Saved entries
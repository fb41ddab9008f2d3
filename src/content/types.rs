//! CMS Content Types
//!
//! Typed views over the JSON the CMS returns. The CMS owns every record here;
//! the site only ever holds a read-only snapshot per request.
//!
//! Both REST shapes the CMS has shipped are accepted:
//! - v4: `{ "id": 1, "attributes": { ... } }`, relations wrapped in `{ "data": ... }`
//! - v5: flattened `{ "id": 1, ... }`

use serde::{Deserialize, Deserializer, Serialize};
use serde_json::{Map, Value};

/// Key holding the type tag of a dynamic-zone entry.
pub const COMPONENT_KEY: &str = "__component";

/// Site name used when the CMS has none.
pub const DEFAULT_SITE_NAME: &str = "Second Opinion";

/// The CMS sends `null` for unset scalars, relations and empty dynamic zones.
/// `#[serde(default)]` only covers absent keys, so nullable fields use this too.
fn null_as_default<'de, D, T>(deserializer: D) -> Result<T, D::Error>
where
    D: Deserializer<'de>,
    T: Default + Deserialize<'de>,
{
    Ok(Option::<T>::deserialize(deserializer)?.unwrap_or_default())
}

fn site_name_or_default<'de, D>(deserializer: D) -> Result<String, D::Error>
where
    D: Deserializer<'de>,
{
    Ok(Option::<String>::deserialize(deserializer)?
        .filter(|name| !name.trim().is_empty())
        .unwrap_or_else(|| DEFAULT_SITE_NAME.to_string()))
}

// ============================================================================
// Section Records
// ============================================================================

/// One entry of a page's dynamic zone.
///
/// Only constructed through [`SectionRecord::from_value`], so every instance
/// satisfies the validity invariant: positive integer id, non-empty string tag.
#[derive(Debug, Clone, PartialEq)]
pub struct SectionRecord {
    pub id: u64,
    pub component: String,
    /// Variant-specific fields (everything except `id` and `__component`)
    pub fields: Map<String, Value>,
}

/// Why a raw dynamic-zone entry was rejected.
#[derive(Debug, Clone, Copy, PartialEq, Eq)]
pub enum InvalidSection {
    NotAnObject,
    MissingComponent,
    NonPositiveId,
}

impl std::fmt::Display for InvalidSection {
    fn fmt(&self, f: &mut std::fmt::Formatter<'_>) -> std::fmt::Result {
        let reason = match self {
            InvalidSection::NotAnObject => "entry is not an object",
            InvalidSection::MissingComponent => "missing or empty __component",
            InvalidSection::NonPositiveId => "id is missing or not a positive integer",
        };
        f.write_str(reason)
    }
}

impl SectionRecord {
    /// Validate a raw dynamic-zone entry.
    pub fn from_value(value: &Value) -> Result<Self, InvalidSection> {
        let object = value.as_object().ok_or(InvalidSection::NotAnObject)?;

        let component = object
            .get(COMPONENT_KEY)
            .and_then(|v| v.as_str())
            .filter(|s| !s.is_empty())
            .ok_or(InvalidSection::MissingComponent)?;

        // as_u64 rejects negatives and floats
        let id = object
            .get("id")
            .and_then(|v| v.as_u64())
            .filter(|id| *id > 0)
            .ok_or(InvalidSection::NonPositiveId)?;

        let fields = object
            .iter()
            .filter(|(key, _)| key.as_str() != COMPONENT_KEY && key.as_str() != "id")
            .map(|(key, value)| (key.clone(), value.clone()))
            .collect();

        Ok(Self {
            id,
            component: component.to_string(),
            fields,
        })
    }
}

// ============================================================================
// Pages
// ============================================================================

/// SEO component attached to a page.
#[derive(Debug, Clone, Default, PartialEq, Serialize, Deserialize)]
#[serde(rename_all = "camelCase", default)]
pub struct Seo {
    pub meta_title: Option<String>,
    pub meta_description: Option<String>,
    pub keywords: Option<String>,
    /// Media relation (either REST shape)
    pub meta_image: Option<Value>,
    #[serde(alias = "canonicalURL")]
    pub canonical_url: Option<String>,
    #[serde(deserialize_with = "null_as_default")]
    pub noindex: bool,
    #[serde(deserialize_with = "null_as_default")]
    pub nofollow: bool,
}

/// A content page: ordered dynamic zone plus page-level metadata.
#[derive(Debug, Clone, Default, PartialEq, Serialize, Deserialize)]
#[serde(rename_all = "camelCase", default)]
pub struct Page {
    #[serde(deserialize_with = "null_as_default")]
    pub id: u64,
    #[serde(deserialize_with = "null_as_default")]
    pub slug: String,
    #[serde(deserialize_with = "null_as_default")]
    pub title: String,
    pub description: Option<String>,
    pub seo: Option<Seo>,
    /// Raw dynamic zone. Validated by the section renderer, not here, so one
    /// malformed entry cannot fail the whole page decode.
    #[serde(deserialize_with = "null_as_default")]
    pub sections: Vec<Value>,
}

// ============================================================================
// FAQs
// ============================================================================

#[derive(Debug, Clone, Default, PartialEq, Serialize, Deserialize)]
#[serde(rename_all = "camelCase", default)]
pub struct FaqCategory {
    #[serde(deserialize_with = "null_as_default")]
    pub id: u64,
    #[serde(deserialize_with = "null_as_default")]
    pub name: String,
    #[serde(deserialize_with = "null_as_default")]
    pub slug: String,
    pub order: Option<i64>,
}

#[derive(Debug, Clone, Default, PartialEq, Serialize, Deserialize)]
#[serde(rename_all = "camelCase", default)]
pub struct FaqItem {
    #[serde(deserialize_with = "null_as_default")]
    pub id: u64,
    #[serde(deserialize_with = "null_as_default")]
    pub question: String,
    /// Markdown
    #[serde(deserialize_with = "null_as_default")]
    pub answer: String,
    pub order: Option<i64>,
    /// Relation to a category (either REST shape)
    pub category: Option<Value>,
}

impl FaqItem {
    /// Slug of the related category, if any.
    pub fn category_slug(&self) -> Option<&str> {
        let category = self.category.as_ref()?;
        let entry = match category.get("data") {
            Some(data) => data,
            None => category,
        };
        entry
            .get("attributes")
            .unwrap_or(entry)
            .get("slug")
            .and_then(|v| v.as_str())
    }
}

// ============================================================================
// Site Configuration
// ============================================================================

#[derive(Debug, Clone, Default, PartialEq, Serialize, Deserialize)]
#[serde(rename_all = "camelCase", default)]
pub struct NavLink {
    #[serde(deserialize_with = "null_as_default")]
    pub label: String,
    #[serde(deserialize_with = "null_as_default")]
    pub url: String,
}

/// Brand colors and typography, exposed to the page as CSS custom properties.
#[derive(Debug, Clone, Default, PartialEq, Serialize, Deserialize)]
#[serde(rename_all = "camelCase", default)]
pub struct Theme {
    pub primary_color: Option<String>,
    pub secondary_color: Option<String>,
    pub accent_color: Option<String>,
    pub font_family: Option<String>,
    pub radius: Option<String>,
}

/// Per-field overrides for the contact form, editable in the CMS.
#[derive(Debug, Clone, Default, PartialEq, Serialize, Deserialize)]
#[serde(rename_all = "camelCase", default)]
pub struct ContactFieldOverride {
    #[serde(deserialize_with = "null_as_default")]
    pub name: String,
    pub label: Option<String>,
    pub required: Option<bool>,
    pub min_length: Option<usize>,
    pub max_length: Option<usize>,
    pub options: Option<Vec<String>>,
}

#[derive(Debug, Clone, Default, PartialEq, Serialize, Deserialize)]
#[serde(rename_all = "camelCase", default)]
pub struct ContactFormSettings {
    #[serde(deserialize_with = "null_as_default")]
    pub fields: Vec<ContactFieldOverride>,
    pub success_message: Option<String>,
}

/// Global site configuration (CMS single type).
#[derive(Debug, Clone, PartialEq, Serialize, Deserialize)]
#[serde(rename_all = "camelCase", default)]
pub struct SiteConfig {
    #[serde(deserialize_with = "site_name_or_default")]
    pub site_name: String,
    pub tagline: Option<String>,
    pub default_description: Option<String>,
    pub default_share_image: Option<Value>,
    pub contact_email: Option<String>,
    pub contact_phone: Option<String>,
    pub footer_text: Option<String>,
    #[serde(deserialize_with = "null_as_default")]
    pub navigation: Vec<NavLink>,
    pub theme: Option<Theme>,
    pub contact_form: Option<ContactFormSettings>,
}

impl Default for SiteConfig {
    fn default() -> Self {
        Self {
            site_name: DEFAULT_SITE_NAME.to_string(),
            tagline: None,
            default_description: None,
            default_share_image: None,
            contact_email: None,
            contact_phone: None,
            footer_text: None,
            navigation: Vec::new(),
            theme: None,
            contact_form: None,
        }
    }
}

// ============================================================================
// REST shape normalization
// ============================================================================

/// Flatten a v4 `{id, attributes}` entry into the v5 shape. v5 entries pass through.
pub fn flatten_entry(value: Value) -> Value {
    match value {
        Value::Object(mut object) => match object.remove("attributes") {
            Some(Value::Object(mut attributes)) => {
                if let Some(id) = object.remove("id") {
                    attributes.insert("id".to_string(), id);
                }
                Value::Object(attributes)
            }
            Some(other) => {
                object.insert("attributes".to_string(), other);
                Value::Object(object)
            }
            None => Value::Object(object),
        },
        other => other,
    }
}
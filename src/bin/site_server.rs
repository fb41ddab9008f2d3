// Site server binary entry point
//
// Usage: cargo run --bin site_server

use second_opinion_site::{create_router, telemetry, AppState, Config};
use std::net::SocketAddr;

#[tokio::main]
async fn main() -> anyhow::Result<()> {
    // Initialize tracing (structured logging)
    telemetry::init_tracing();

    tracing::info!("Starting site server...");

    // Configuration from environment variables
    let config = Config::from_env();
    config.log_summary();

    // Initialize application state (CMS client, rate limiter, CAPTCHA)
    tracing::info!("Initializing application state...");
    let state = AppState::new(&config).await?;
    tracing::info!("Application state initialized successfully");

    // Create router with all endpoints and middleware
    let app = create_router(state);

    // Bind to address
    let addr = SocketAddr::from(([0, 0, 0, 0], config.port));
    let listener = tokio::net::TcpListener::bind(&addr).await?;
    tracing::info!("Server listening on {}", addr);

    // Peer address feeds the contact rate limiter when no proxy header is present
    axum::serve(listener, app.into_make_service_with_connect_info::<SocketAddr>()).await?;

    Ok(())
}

__Your assignment__
When the line with "a dynamic-zone entry." is reached in the data above, begin copying, and stop after the line with "pub const DEFAULT_SITE_NAME: &str"; copy each line exactly, both ends included.

__Exercise answer__
/// Key holding the type tag of a dynamic-zone entry.
pub const COMPONENT_KEY: &str = "__component";

/// Site name used when the CMS has none.
pub const DEFAULT_SITE_NAME: &str = "Second Opinion";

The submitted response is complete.